Tim Elkins: I’ve been here five years. One of my first jobs here was to set up our own Exchange environment and our new loan origination system and that’s because some of that was run by our bank prior to me getting here. When it comes to legacy systems, I have retired just about every one of them. That’s unique here because a) we didn’t have anything, in some cases, and b) we have grown 500 percent over the last five years, if not more, and it’s all been new technology we’ve been putting into place. I think I’m in a fortunate spot.
Lee Congdon: I think I’m in a fortunate spot, too. We have a very homogeneous infrastructure on our own products. Our acquisitions have been of a size that we were able to quickly move them onto our systems rather than retaining duplicate systems. We have also been fortunate in that we have had the resources to continuously upgrade the hardware, the software, middleware – and the apps, for that matter. Still, I would say we have relatively little legacy equipment and applications. We are somewhat forcing that issue as we move toward cloud technology in that, by buying software-as-a-service apps, the vendor does periodic upgrades and it forces us to keep a cadence rather than fall to the temptation of no longer keeping systems current. That combination of things, discipline on the internal system side and taking advantage of the forced upgrades on the software-as-a-service side, are serving us well right now.
Tim Elkins: The core system we put in, our new loan origination system, is also software-as-service and it takes a lot of strain off of us. That’s a good point.
The Enterprisers Project: In closing, would you agree that this really the age of the CIO? Or would you say that IT is just becoming a part of next-generation companies in such an integral way that you wouldn’t even pull out IT or the CIO any longer?

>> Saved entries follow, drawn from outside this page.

//! Campaign name decomposition and device normalization
//!
//! Campaign names encode a fixed tuple of attributes separated by a single
//! character, e.g. `msk-search-auto-pharmacy-vitamins-listing`. Names with
//! fewer parts are right-padded with a placeholder so every row carries the
//! same attribute columns.

use serde::{Deserialize, Serialize};

use crate::constants::campaign;

/// Ordered attribute values of one campaign name
#[derive(Debug, Clone, PartialEq, Eq)]
pub struct CampaignAttributes {
    fields: Vec<(String, String)>,
}

impl CampaignAttributes {
    /// Value for one attribute column
    pub fn get(&self, column: &str) -> Option<&str> {
        self.fields
            .iter()
            .find(|(name, _)| name == column)
            .map(|(_, value)| value.as_str())
    }

    /// Values in column order
    pub fn values(&self) -> impl Iterator<Item = &str> {
        self.fields.iter().map(|(_, value)| value.as_str())
    }

    /// (column, value) pairs in column order
    pub fn iter(&self) -> impl Iterator<Item = (&str, &str)> {
        self.fields
            .iter()
            .map(|(name, value)| (name.as_str(), value.as_str()))
    }

    /// Number of attributes
    pub fn len(&self) -> usize {
        self.fields.len()
    }

    /// True when no attribute columns are configured
    pub fn is_empty(&self) -> bool {
        self.fields.is_empty()
    }

    /// Consume into the values, in column order
    pub fn into_values(self) -> Vec<String> {
        self.fields.into_iter().map(|(_, value)| value).collect()
    }
}

/// Split a campaign name into exactly `columns.len()` attributes
///
/// When the name has fewer than `columns.len() - 1` delimiters it is padded
/// with `delimiter + placeholder` until it has enough. At most
/// `columns.len() - 1` splits are made, so the last attribute keeps any
/// further delimiters verbatim. Never fails.
///
/// # Examples
///
/// ```
/// use ad_report_sync::app::campaign::decompose_campaign_key;
///
/// let columns = vec!["Geo".to_string(), "Type".to_string(), "Rest".to_string()];
/// let attrs = decompose_campaign_key("msk-search", &columns, '-', "all");
/// assert_eq!(attrs.values().collect::<Vec<_>>(), ["msk", "search", "all"]);
/// ```
pub fn decompose_campaign_key(
    raw: &str,
    columns: &[String],
    delimiter: char,
    placeholder: &str,
) -> CampaignAttributes {
    let arity = columns.len();
    if arity == 0 {
        return CampaignAttributes { fields: Vec::new() };
    }

    let present = raw.matches(delimiter).count();
    let mut padded = String::from(raw);
    for _ in present..arity - 1 {
        padded.push(delimiter);
        padded.push_str(placeholder);
    }

    let fields = columns
        .iter()
        .cloned()
        .zip(padded.splitn(arity, delimiter).map(str::to_string))
        .collect();

    CampaignAttributes { fields }
}

/// Column layout and padding rules for campaign names
#[derive(Debug, Clone, PartialEq, Eq, Serialize, Deserialize)]
#[serde(default)]
pub struct CampaignSchema {
    /// Attribute column names, in campaign name order
    pub columns: Vec<String>,
    /// Attribute delimiter
    pub delimiter: char,
    /// Value used for attributes missing from a name
    pub placeholder: String,
}

impl Default for CampaignSchema {
    fn default() -> Self {
        Self {
            columns: campaign::COLUMNS.iter().map(|c| c.to_string()).collect(),
            delimiter: campaign::DELIMITER,
            placeholder: campaign::PLACEHOLDER.to_string(),
        }
    }
}

impl CampaignSchema {
    /// Decompose a campaign name with this schema
    pub fn decompose(&self, raw: &str) -> CampaignAttributes {
        decompose_campaign_key(raw, &self.columns, self.delimiter, &self.placeholder)
    }

    /// Whether a raw value looks like a tagged campaign name
    pub fn is_tagged(&self, raw: &str) -> bool {
        raw.contains(self.delimiter)
    }
}

/// Canonical device categories
#[derive(Debug, Clone, Copy, PartialEq, Eq, Hash)]
pub enum Device {
    Desktop,
    Mobile,
    SmartTv,
    Tablet,
}

impl Device {
    const LABELS: [(&'static str, Device); 4] = [
        ("PC", Device::Desktop),
        ("Smartphones", Device::Mobile),
        ("TV", Device::SmartTv),
        ("Tablets", Device::Tablet),
    ];

    /// Look up a platform device label (exact, case-sensitive)
    pub fn from_label(label: &str) -> Option<Self> {
        Self::LABELS
            .iter()
            .find(|(known, _)| *known == label)
            .map(|(_, device)| *device)
    }

    /// Canonical name written to cache files
    pub fn as_str(&self) -> &'static str {
        match self {
            Device::Desktop => "DESKTOP",
            Device::Mobile => "MOBILE",
            Device::SmartTv => "SMART_TV",
            Device::Tablet => "TABLET",
        }
    }
}

/// Map a platform device label to its canonical name
pub fn normalize_device(label: &str) -> Option<&'static str> {
    Device::from_label(label).map(|device| device.as_str())
}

Lee Congdon: I would lean toward the latter view, but I do think that a key element is IT. Just as finance and human resources and legal and other professions have matured over time, I would expect that we’ll see continued maturation in those basics. At the same time, I absolutely agree that because we are making this transition from an industrial age to an information age, that many enterprises will need to have information at the core of what they do. Having that base IT capability to deliver projects and solutions will be essential, but not sufficient, to be able to compete successfully in the future.

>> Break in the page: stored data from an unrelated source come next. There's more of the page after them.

//! Response model shared by the Metrica and AppMetrica stat APIs

use serde::Deserialize;

use crate::errors::FetchResult;

/// Top-level stat response; only `data` is used
#[derive(Debug, Clone, Default, Deserialize)]
pub struct StatResponse {
    #[serde(default)]
    pub data: Vec<StatRow>,
}

/// One aggregated row
#[derive(Debug, Clone, Default, Deserialize)]
pub struct StatRow {
    #[serde(default)]
    pub dimensions: Vec<StatDimension>,
    #[serde(default)]
    pub metrics: Vec<Option<f64>>,
}

/// Dimension value; the API sends `null` for undefined values
#[derive(Debug, Clone, Default, Deserialize)]
pub struct StatDimension {
    #[serde(default)]
    pub name: Option<String>,
}

impl StatResponse {
    /// Decode a response body
    pub fn parse(body: &str) -> FetchResult<Self> {
        Ok(serde_json::from_str(body)?)
    }
}

impl StatRow {
    /// Name of the dimension at `index`, empty when missing or null
    pub fn dimension(&self, index: usize) -> &str {
        self.dimensions
            .get(index)
            .and_then(|dimension| dimension.name.as_deref())
            .unwrap_or("")
    }

    /// Metric at `index`, zero when missing or null
    pub fn metric(&self, index: usize) -> f64 {
        self.metrics.get(index).copied().flatten().unwrap_or(0.0)
    }
}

You are also going to need everybody in the business to understand the capabilities of the technology. You are going to be looking for opportunities to disrupt your competition or to provide better services for your constituents or better education for your students, whatever it might be, based on the capabilities of technology to a much greater degree rather than simply digitizing traditional processes. And so, given that, there is an extra bit that just about everybody needs to do over and above what I’ll call traditional IT. So even as you are maturing in those traditional capabilities, you need to be rapidly expanding and thinking differently in this brave new world.

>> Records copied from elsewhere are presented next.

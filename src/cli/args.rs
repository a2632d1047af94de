//! Command-line argument parsing for ad_report_sync
//!
//! This module defines the CLI structure using clap derive macros: running
//! the report pipeline, checking tokens, managing the configuration file and
//! inspecting campaign name decomposition.

use std::path::PathBuf;

use chrono::NaiveDate;
use clap::{Args, Parser, Subcommand};

use crate::app::dates::parse_date;
use crate::app::models::Source;

/// ad_report_sync - Keep advertising report caches up to date
#[derive(Parser, Debug)]
#[command(
    name = "ad_report_sync",
    version,
    about = "Fetch Direct, Metrica and AppMetrica reports into per-client cache files",
    long_about = "Fetches advertising reports for every configured client, normalizes them into one tabular shape
and merges them into delimited cache files, replacing only the recently re-fetched days."
)]
pub struct Cli {
    /// Global options
    #[command(flatten)]
    pub global: GlobalArgs,

    /// Subcommands
    #[command(subcommand)]
    pub command: Commands,
}

/// Global arguments available to all subcommands
#[derive(Args, Debug, Clone)]
pub struct GlobalArgs {
    /// Enable verbose logging
    #[arg(short, long, global = true)]
    pub verbose: bool,

    /// Very verbose logging (debug level)
    #[arg(long, global = true)]
    pub very_verbose: bool,

    /// Quiet mode - errors only
    #[arg(short, long, global = true)]
    pub quiet: bool,

    /// Configuration file path
    #[arg(long, global = true, value_name = "FILE")]
    pub config: Option<PathBuf>,

    /// Output folder for the cache files
    #[arg(long, global = true, value_name = "DIR")]
    pub output_dir: Option<PathBuf>,
}

/// Available CLI commands
#[derive(Subcommand, Debug)]
pub enum Commands {
    /// Fetch reports and update the cache files
    Run(RunArgs),

    /// Show which API tokens are available
    Tokens,

    /// Show or create the configuration file
    Config(ConfigArgs),

    /// Print the attributes of a campaign name
    Decompose(DecomposeArgs),
}

/// Arguments for the run command
#[derive(Args, Debug, Clone, Default)]
pub struct RunArgs {
    /// Process only this client (repeatable)
    #[arg(short, long = "client", value_name = "NAME")]
    pub clients: Vec<String>,

    /// Process only this source (repeatable)
    #[arg(short, long = "source", value_enum, value_name = "SOURCE")]
    pub sources: Vec<Source>,

    /// Count the date windows back from this day instead of today
    #[arg(long, value_name = "YYYY-MM-DD", value_parser = parse_anchor_date)]
    pub anchor_date: Option<NaiveDate>,
}

/// Arguments for configuration management
#[derive(Args, Debug)]
pub struct ConfigArgs {
    #[command(subcommand)]
    pub action: ConfigAction,
}

/// Configuration actions
#[derive(Subcommand, Debug)]
pub enum ConfigAction {
    /// Print the effective configuration as TOML
    Show,

    /// Write the default configuration file
    Init {
        /// Overwrite an existing file
        #[arg(short, long)]
        force: bool,

        /// Target path (defaults to --config or the user config directory)
        #[arg(value_name = "FILE")]
        path: Option<PathBuf>,
    },
}

/// Arguments for the decompose command
#[derive(Args, Debug, Clone)]
pub struct DecomposeArgs {
    /// Campaign name, e.g. msk-search-auto
    #[arg(value_name = "NAME")]
    pub name: String,
}

fn parse_anchor_date(raw: &str) -> Result<NaiveDate, String> {
    parse_date(raw).map_err(|e| e.to_string())
}

impl Cli {
    /// Parse command line arguments
    pub fn parse_args() -> Self {
        Self::parse()
    }

    /// Logging level requested by flags, if any
    pub fn log_level(&self) -> Option<tracing::Level> {
        if self.global.quiet {
            Some(tracing::Level::ERROR)
        } else if self.global.very_verbose {
            Some(tracing::Level::DEBUG)
        } else if self.global.verbose {
            Some(tracing::Level::INFO)
        } else {
            None
        }
    }
}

Tim Elkins: I think he put it very well. I think IT is the business now. Today you can get a mortgage from just about anywhere and they are going to accomplish the same thing. You think as a consumer, I want a mortgage from someone with a low rate or the terms that I want. But honestly, we can all hit the same mark, especially with Consumer Finance Protection Bureau compliance coming down. We are all doing the same thing. It’s a commodity. We have to look at what can be – how can we be different? How can we be better than someone else? And everything that we are approaching is technology related, direct to the consumer. How do we make that consumer’s experience better? How do we provide them more transparency? How do we provide them access to data? I think technology is your competitive advantage but in the center it is also the business as well. The business is completely run by the technology in all facets today. When I first entered the mortgage space 20 years ago, that wasn’t the case. Technology was not the center of the mortgage – it was typewriters and all kinds of manual tools. Now, it takes far fewer people to do it and it’s all based on technology. We have a core system go down and the company’s down. We look at it as how we run our business. It is our business and it’s also our competitive edge.